──────── RECORD EXCERPTS

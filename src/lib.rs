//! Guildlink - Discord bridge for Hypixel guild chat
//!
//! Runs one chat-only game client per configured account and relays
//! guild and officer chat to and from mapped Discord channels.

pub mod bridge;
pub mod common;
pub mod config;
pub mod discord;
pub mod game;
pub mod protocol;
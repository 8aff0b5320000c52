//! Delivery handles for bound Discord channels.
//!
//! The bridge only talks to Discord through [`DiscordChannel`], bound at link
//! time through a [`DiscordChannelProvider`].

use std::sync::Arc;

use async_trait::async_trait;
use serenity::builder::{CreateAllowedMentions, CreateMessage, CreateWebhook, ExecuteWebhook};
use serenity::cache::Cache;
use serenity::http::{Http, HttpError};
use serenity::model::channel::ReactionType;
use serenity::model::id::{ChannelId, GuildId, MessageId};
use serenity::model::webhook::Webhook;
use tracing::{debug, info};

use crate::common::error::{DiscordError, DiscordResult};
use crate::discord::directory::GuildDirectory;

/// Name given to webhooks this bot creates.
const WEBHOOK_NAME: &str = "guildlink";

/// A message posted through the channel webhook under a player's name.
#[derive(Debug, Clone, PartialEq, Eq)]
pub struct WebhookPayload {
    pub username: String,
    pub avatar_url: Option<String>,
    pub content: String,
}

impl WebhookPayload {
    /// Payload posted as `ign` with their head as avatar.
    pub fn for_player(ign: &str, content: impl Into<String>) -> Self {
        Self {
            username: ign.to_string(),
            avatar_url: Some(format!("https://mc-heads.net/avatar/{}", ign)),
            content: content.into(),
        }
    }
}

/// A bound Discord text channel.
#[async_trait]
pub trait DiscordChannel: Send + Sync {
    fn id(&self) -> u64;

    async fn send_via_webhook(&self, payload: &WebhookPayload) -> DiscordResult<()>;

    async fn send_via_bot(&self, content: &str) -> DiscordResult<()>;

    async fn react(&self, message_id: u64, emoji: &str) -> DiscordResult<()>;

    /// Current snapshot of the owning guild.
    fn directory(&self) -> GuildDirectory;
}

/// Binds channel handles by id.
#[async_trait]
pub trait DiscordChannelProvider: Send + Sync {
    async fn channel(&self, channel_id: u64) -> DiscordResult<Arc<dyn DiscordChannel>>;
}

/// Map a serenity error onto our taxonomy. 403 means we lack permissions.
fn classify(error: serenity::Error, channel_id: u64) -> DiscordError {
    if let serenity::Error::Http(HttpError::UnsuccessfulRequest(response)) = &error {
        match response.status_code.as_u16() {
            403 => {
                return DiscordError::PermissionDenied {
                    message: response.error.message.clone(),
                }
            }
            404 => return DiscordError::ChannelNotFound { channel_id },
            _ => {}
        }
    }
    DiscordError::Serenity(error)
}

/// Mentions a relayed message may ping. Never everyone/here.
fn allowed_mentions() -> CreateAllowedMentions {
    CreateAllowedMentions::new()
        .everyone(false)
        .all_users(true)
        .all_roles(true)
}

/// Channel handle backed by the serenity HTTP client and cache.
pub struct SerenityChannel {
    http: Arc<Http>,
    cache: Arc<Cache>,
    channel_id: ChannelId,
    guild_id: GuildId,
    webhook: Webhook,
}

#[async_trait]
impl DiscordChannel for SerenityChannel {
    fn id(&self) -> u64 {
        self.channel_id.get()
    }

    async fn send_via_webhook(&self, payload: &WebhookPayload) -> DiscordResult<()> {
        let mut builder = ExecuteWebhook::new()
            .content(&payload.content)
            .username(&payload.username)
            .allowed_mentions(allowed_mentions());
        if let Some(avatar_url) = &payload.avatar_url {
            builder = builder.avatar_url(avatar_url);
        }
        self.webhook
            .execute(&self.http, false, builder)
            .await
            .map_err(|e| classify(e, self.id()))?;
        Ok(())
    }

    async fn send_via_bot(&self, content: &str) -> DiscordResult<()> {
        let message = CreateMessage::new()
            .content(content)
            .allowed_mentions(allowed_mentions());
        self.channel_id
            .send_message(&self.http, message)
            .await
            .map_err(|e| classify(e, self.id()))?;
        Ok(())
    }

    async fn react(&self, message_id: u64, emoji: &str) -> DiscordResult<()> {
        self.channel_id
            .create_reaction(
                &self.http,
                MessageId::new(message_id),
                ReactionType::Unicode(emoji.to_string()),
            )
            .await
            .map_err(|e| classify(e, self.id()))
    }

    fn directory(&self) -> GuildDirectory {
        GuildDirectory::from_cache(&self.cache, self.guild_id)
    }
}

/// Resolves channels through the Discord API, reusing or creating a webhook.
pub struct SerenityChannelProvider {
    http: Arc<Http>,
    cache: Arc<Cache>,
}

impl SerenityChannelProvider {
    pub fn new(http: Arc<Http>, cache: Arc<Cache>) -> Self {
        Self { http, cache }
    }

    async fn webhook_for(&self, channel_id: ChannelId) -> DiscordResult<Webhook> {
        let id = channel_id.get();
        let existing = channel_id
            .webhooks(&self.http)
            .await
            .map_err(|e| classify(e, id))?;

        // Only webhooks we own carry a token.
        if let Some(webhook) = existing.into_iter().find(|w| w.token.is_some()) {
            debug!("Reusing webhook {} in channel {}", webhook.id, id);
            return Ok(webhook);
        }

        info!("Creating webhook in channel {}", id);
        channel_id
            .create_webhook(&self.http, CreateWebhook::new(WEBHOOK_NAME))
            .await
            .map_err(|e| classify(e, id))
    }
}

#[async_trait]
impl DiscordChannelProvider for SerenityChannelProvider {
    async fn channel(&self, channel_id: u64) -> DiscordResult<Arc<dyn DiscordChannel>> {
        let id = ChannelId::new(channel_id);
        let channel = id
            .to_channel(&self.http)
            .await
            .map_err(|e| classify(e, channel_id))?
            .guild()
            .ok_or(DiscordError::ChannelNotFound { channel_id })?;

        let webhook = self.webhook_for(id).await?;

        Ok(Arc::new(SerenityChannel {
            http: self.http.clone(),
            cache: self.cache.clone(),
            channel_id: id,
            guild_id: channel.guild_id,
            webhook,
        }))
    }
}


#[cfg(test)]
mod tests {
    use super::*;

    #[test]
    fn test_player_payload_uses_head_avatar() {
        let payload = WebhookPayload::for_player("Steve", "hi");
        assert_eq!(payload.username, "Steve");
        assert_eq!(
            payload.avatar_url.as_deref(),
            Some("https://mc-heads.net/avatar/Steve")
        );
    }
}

────────────────
──────── RECORD EXCERPTS

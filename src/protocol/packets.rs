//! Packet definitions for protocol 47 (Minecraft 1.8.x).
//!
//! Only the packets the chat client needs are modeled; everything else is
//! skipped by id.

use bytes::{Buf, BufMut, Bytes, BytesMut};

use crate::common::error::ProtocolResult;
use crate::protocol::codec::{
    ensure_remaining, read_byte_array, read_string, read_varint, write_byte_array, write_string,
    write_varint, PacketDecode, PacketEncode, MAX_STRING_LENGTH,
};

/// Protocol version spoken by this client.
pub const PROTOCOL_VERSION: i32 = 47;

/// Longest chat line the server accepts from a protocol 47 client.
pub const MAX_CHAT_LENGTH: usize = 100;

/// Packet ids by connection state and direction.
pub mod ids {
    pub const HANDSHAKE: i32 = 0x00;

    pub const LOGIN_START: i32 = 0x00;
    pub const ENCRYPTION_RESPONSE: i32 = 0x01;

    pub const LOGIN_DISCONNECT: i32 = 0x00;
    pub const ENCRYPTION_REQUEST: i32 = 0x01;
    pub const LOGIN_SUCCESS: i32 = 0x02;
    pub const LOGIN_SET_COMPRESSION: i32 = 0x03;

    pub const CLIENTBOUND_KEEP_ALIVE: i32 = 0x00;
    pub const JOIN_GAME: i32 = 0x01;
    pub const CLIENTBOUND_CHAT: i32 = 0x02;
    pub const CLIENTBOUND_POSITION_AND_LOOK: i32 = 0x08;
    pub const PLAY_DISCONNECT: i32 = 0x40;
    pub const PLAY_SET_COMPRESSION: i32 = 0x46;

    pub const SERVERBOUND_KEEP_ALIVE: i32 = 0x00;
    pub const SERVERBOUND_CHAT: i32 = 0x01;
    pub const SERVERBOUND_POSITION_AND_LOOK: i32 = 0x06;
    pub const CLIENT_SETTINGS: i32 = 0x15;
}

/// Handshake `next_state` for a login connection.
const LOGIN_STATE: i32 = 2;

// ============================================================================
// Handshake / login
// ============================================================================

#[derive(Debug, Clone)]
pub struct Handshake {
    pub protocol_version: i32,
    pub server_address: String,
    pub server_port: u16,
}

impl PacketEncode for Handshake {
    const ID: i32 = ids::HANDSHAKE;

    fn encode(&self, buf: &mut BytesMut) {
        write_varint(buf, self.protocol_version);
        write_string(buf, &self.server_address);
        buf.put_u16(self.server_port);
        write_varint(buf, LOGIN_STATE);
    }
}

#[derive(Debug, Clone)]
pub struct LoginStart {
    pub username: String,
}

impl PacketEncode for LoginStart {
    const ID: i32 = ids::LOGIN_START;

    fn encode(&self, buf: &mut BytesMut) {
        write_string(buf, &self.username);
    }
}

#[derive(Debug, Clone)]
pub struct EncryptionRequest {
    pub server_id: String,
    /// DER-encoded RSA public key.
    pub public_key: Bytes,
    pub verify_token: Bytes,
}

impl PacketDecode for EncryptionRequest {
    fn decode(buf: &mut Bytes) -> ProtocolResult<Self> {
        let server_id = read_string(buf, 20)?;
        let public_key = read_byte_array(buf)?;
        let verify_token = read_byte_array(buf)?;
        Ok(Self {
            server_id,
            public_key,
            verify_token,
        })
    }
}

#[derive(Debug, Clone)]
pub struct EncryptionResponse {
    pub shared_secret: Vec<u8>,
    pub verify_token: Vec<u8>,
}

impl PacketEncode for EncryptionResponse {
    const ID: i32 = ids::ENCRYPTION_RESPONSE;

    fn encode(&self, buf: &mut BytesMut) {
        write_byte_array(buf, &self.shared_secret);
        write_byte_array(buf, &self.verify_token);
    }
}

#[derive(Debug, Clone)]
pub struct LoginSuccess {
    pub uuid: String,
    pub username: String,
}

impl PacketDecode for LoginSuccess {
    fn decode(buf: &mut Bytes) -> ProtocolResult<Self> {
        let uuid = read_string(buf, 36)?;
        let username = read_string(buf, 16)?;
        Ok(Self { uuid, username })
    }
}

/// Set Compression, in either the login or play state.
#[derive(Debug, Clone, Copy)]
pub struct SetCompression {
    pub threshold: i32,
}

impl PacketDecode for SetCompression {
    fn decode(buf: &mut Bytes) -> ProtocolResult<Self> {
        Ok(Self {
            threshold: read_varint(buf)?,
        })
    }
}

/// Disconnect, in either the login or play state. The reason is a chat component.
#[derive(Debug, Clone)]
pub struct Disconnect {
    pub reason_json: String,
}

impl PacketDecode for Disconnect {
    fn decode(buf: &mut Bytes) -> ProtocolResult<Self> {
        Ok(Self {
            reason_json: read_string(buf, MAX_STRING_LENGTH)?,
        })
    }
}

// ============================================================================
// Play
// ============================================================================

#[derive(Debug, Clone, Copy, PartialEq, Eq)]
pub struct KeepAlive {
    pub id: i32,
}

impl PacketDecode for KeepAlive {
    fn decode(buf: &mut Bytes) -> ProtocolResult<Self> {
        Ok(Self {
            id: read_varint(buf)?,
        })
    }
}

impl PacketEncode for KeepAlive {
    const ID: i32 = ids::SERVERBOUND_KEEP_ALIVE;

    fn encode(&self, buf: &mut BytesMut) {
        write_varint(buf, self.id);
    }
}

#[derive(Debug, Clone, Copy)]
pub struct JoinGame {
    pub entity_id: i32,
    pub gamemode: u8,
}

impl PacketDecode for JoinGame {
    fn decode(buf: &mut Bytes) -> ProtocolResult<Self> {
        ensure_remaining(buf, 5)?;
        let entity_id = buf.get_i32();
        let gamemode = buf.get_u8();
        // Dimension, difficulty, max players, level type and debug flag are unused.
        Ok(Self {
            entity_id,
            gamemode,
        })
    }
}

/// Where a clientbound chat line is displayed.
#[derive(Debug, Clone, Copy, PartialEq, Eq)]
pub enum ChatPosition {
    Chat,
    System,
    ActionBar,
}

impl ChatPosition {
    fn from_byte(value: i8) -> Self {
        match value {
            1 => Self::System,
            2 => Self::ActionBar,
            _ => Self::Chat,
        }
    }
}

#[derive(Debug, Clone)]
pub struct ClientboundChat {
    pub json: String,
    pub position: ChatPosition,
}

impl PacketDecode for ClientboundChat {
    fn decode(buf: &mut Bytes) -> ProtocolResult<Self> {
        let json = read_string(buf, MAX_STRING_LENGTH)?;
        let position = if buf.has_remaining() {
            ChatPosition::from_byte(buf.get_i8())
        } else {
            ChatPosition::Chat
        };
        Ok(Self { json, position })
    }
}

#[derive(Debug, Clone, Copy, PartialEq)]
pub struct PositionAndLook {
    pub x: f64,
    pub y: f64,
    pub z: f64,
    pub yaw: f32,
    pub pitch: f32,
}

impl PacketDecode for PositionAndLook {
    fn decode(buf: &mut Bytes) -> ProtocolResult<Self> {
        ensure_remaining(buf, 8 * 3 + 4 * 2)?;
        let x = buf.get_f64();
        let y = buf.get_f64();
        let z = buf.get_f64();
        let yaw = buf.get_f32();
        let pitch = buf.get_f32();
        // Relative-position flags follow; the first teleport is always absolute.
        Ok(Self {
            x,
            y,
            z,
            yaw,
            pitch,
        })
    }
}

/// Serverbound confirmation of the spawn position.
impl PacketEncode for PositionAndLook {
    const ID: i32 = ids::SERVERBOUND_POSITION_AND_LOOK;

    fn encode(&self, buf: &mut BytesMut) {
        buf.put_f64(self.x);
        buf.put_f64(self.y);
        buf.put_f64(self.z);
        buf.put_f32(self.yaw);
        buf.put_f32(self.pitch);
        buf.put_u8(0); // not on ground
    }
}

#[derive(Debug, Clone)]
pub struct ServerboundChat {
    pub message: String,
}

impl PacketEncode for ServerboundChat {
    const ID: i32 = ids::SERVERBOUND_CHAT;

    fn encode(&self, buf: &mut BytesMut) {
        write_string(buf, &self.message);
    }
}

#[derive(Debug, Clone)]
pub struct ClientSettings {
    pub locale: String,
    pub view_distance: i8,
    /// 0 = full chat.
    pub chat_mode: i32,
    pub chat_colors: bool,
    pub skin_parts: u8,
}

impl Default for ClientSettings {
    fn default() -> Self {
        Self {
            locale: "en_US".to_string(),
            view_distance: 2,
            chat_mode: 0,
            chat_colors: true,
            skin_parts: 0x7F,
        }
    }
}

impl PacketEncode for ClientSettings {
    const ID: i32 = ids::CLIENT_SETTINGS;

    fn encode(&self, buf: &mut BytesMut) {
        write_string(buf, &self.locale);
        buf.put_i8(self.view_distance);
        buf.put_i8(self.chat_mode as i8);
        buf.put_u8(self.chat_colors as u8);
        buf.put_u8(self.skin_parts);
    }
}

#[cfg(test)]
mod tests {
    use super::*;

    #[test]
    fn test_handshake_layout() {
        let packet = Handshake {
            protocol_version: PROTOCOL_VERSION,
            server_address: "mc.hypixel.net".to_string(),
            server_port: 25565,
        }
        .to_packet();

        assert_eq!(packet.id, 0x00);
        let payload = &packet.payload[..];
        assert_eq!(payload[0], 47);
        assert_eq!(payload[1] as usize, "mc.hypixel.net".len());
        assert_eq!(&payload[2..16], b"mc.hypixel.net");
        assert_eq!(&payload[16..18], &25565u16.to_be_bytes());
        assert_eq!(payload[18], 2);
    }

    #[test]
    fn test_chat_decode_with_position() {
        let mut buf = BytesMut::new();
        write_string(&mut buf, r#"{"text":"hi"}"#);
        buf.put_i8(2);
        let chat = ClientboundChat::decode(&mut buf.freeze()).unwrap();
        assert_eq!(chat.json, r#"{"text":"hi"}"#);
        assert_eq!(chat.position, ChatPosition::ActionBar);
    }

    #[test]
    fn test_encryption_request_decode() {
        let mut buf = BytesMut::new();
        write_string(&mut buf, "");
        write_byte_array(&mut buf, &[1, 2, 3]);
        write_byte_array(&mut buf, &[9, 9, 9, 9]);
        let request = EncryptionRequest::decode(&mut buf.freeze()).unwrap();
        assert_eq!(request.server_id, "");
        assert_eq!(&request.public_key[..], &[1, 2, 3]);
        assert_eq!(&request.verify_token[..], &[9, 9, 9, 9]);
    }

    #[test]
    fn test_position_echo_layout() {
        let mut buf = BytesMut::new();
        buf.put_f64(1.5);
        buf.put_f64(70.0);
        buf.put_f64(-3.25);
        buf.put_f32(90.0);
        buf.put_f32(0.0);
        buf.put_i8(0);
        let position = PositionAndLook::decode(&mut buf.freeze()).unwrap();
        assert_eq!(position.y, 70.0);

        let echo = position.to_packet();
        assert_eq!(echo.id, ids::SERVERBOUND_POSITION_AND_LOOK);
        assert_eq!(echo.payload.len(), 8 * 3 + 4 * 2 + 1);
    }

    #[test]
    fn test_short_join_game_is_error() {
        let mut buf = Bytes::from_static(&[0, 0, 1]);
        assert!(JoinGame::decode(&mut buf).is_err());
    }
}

────────────────

• _EXERCISE AIM_:
Using the listing above, return all lines where the word "through" occurs.

• _ANSWER SECTION_:
//! The bridge only talks to Discord through [`DiscordChannel`], bound at link
//! time through a [`DiscordChannelProvider`].
/// A message posted through the channel webhook under a player's name.
/// Resolves channels through the Discord API, reusing or creating a webhook.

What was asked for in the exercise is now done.